//! Mode-split integrator advancing all systems with IMEX stages.

use std::rc::Rc;

use crate::config::ModelOptions;
use crate::equation::{Equation, EquationKind};
use crate::error::{ModelError, Result};
use crate::fields::{FieldId, FieldSet};
use crate::limiter::TracerLimiter;
use crate::pipeline::{DependencyFlags, DependencyUpdatePipeline};
use crate::stepper::{reborrow, Forcing, SspImex, StageStepper, TimeStepper};
use crate::turbulence::TurbulenceClosure;

use super::{CoupledProblem, CoupledStepper};

/// Additive SSP-IMEX stages for every system, advanced synchronously.
///
/// All equations share the three-stage tableau, so every system sits at
/// the same stage time and no blending or sub-cycling is needed. Stiff
/// terms belong in the equations' implicit groups; a separate vertical
/// diffusion step does not exist here and requesting one is a
/// construction error.
///
/// The turbulence quantities are advanced inside the stage loop (psi
/// before TKE), bracketed by the closure update so each stage sees eddy
/// coefficients consistent with the newest solution.
pub struct CoupledSspImex {
    stepper_2d: SspImex<Box<dyn Equation>>,
    stepper_mom: SspImex<Box<dyn Equation>>,
    stepper_salt: Option<SspImex<Box<dyn Equation>>>,
    turbulence: Option<ImexTurbulence>,
    limiter: Option<Rc<dyn TracerLimiter>>,
    pipeline: DependencyUpdatePipeline,
    dt: f64,
}

impl std::fmt::Debug for CoupledSspImex {
    fn fmt(&self, f: &mut std::fmt::Formatter<'_>) -> std::fmt::Result {
        f.debug_struct("CoupledSspImex").finish_non_exhaustive()
    }
}

struct ImexTurbulence {
    closure: Box<dyn TurbulenceClosure>,
    stepper_psi: SspImex<Box<dyn Equation>>,
    stepper_tke: SspImex<Box<dyn Equation>>,
    stepper_psi_adv: Option<SspImex<Box<dyn Equation>>>,
    stepper_tke_adv: Option<SspImex<Box<dyn Equation>>>,
}

impl CoupledSspImex {
    pub fn new(problem: CoupledProblem, fields: &FieldSet) -> Result<Self> {
        problem.validate("CoupledSspImex")?;
        if problem.options.solve_vert_diffusion {
            // vertical diffusion must live in the momentum equation's
            // implicit group here
            return Err(ModelError::UnsupportedEquation {
                scheme: "CoupledSspImex",
                kind: EquationKind::VerticalMomentum3d,
            });
        }
        let CoupledProblem {
            options,
            constants,
            eq_sw,
            eq_momentum,
            eq_vert_momentum: _,
            eq_salt,
            turbulence,
            limiter,
        } = problem;
        let dt = options.dt;
        tracing::debug!(dt, "synchronous IMEX stages for all systems");

        let turbulence = match turbulence {
            Some(turb) => Some(ImexTurbulence {
                closure: turb.closure,
                stepper_psi: SspImex::new(turb.eq_psi, FieldId::Psi3d)?,
                stepper_tke: SspImex::new(turb.eq_tke, FieldId::Tke3d)?,
                stepper_psi_adv: turb
                    .eq_psi_adv
                    .map(|eq| SspImex::new(eq, FieldId::Psi3d))
                    .transpose()?,
                stepper_tke_adv: turb
                    .eq_tke_adv
                    .map(|eq| SspImex::new(eq, FieldId::Tke3d))
                    .transpose()?,
            }),
            None => None,
        };

        let mut pipeline = DependencyUpdatePipeline::new(options, constants, fields)?;
        if let Some(limiter) = &limiter {
            pipeline = pipeline.with_limiter(limiter.clone());
        }

        Ok(Self {
            stepper_2d: SspImex::new(eq_sw, FieldId::Solution2d)?,
            stepper_mom: SspImex::new(eq_momentum, FieldId::Velocity3d)?,
            stepper_salt: eq_salt
                .map(|eq| SspImex::new(eq, FieldId::Salinity3d))
                .transpose()?,
            turbulence,
            limiter,
            pipeline,
            dt,
        })
    }

    fn options(&self) -> &ModelOptions {
        self.pipeline.options()
    }

    fn solve_turbulence_advection_stage(
        &mut self,
        stage: usize,
        t: f64,
        dt: f64,
        fields: &mut FieldSet,
    ) -> Result<()> {
        let Some(turb) = self.turbulence.as_mut() else {
            return Ok(());
        };
        if let Some(stepper) = turb.stepper_psi_adv.as_mut() {
            stepper.solve_stage(stage, t, dt, fields, None)?;
        }
        if let Some(stepper) = turb.stepper_tke_adv.as_mut() {
            stepper.solve_stage(stage, t, dt, fields, None)?;
        }
        Ok(())
    }

    fn solve_turbulence_stage(
        &mut self,
        stage: usize,
        t: f64,
        dt: f64,
        fields: &mut FieldSet,
    ) -> Result<()> {
        let Some(turb) = self.turbulence.as_mut() else {
            return Ok(());
        };
        turb.stepper_psi.solve_stage(stage, t, dt, fields, None)?;
        turb.stepper_tke.solve_stage(stage, t, dt, fields, None)?;
        if let Some(limiter) = &self.limiter {
            limiter.apply(fields.values_mut(FieldId::Psi3d));
            limiter.apply(fields.values_mut(FieldId::Tke3d));
        }
        turb.closure.postprocess(fields);
        turb.closure.preprocess(fields);
        Ok(())
    }
}

impl CoupledStepper for CoupledSspImex {
    fn name(&self) -> &'static str {
        "CoupledSspImex"
    }

    fn initialize(&mut self, fields: &mut FieldSet) -> Result<()> {
        self.pipeline.initialize(fields)?;
        self.stepper_2d.initialize(fields)?;
        self.stepper_mom.initialize(fields)?;
        if let Some(stepper) = self.stepper_salt.as_mut() {
            stepper.initialize(fields)?;
        }
        if let Some(turb) = self.turbulence.as_mut() {
            if let Some(stepper) = turb.stepper_psi_adv.as_mut() {
                stepper.initialize(fields)?;
            }
            if let Some(stepper) = turb.stepper_tke_adv.as_mut() {
                stepper.initialize(fields)?;
            }
            turb.stepper_psi.initialize(fields)?;
            turb.stepper_tke.initialize(fields)?;
            turb.closure.preprocess(fields);
        }
        Ok(())
    }

    fn advance(
        &mut self,
        t: f64,
        fields: &mut FieldSet,
        mut forcing_2d: Forcing<'_>,
        mut forcing_3d: Forcing<'_>,
    ) -> Result<()> {
        let dt = self.dt;
        for stage in 0..3 {
            let last = stage == 2;

            if let Some(stepper) = self.stepper_salt.as_mut() {
                stepper.solve_stage(stage, t, dt, fields, reborrow(&mut forcing_3d))?;
                if last {
                    self.pipeline.limit_tracers(fields);
                }
            }
            if self.options().use_turbulence_advection {
                self.solve_turbulence_advection_stage(stage, t, dt, fields)?;
            }
            self.stepper_mom
                .solve_stage(stage, t, dt, fields, reborrow(&mut forcing_3d))?;
            self.stepper_2d
                .solve_stage(stage, t, dt, fields, reborrow(&mut forcing_2d))?;
            if self.options().use_turbulence {
                self.solve_turbulence_stage(stage, t, dt, fields)?;
            }

            let flags = DependencyFlags {
                do_vert_diffusion: false,
                do_2d_coupling: last,
                do_ale_update: last,
                do_stab_params: last,
                do_turbulence: false,
            };
            self.pipeline.run(t, dt, fields, flags)?;
        }
        Ok(())
    }
}

#[cfg(test)]
mod tests {
    use std::cell::RefCell;

    use crate::config::{ModelOptions, PhysicalConstants};
    use crate::equation::EquationKind;
    use crate::fields::FieldId;
    use crate::limiter::ClampLimiter;
    use crate::stepper::testutil::Decay;

    use super::super::testutil::{problem_fields, Relax3d, Swe2d};
    use super::super::TurbulenceProblem;
    use super::*;

    fn base_problem(options: ModelOptions) -> CoupledProblem {
        CoupledProblem::new(
            options,
            PhysicalConstants::default(),
            Box::new(Swe2d {
                g: 0.0,
                depth: 0.0,
                n_columns: 2,
            }),
            Box::new(
                Decay::split(0.02, 0.05, 12).with_kind(EquationKind::Momentum3d),
            ),
        )
    }

    #[test]
    fn a_separate_vertical_diffusion_step_is_rejected() {
        let options = ModelOptions::new(10.0, 10.0).with_vert_diffusion();
        let fields = problem_fields(&options);
        let problem = base_problem(options).with_vert_momentum(Box::new(Relax3d {
            kind: EquationKind::VerticalMomentum3d,
            rate: 1.0,
            n: 12,
        }));
        let err = CoupledSspImex::new(problem, &fields).unwrap_err();
        assert!(matches!(
            err,
            ModelError::UnsupportedEquation {
                kind: EquationKind::VerticalMomentum3d,
                ..
            }
        ));
    }

    #[test]
    fn momentum_matches_a_standalone_imex_advance() {
        let options = ModelOptions::new(10.0, 10.0);
        let mut fields = problem_fields(&options);
        // zero depth average, so the mode-split correction cannot shift
        // the profile
        {
            let grid = *fields.grid();
            let uv = fields.values_mut(FieldId::Velocity3d);
            for c in 0..2 {
                uv[grid.idx3(c, 0, 2, 0)] = 1.0;
                uv[grid.idx3(c, 2, 2, 0)] = -1.0;
            }
        }
        let mut reference = fields.clone();

        let mut coupled = CoupledSspImex::new(base_problem(options), &fields).unwrap();
        coupled.initialize(&mut fields).unwrap();
        coupled.advance(0.0, &mut fields, None, None).unwrap();

        let mut standalone = SspImex::new(
            Decay::split(0.02, 0.05, 12).with_kind(EquationKind::Momentum3d),
            FieldId::Velocity3d,
        )
        .unwrap();
        standalone.initialize(&reference).unwrap();
        standalone
            .advance(0.0, 10.0, &mut reference, None)
            .unwrap();

        for (a, b) in fields
            .values(FieldId::Velocity3d)
            .iter()
            .zip(reference.values(FieldId::Velocity3d))
        {
            assert!((a - b).abs() < 1e-10);
        }
        // the 2D solution stayed at rest
        assert!(fields
            .values(FieldId::Solution2d)
            .iter()
            .all(|&v| v == 0.0));
    }

    #[test]
    fn turbulence_is_updated_once_per_stage() {
        struct CountingClosure {
            log: Rc<RefCell<Vec<&'static str>>>,
        }
        impl TurbulenceClosure for CountingClosure {
            fn preprocess(&mut self, _fields: &mut FieldSet) {
                self.log.borrow_mut().push("pre");
            }
            fn postprocess(&mut self, _fields: &mut FieldSet) {
                self.log.borrow_mut().push("post");
            }
        }

        let options = ModelOptions::new(10.0, 10.0)
            .with_turbulence()
            .with_tracer_limiter();
        let mut fields = problem_fields(&options);
        fields.values_mut(FieldId::Tke3d).fill(1.0e-4);
        fields.values_mut(FieldId::Psi3d).fill(1.0e-4);

        let log = Rc::new(RefCell::new(Vec::new()));
        let problem = base_problem(options)
            .with_turbulence(TurbulenceProblem {
                closure: Box::new(CountingClosure { log: log.clone() }),
                eq_tke: Box::new(Relax3d {
                    kind: EquationKind::TurbulenceQuantity3d,
                    rate: 0.01,
                    n: 12,
                }),
                eq_psi: Box::new(Relax3d {
                    kind: EquationKind::TurbulenceQuantity3d,
                    rate: 0.01,
                    n: 12,
                }),
                eq_tke_adv: None,
                eq_psi_adv: None,
            })
            .with_limiter(Rc::new(ClampLimiter::floor(1.0e-6)));
        let mut stepper = CoupledSspImex::new(problem, &fields).unwrap();
        stepper.initialize(&mut fields).unwrap();
        stepper.advance(0.0, &mut fields, None, None).unwrap();

        // one preprocess at initialization, then post/pre per stage
        assert_eq!(
            *log.borrow(),
            vec!["pre", "post", "pre", "post", "pre", "post", "pre"]
        );
        assert!(fields
            .values(FieldId::Tke3d)
            .iter()
            .all(|&v| v >= 1.0e-6));
    }
}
^^^^
# [EXERCISE REQUIREMENTS]
Report every line in the data above in which the word "reference" appears.

# [WRITTEN SOLUTION]
        let mut reference = fields.clone();
        standalone.initialize(&reference).unwrap();
            .advance(0.0, 10.0, &mut reference, None)
            .zip(reference.values(FieldId::Velocity3d))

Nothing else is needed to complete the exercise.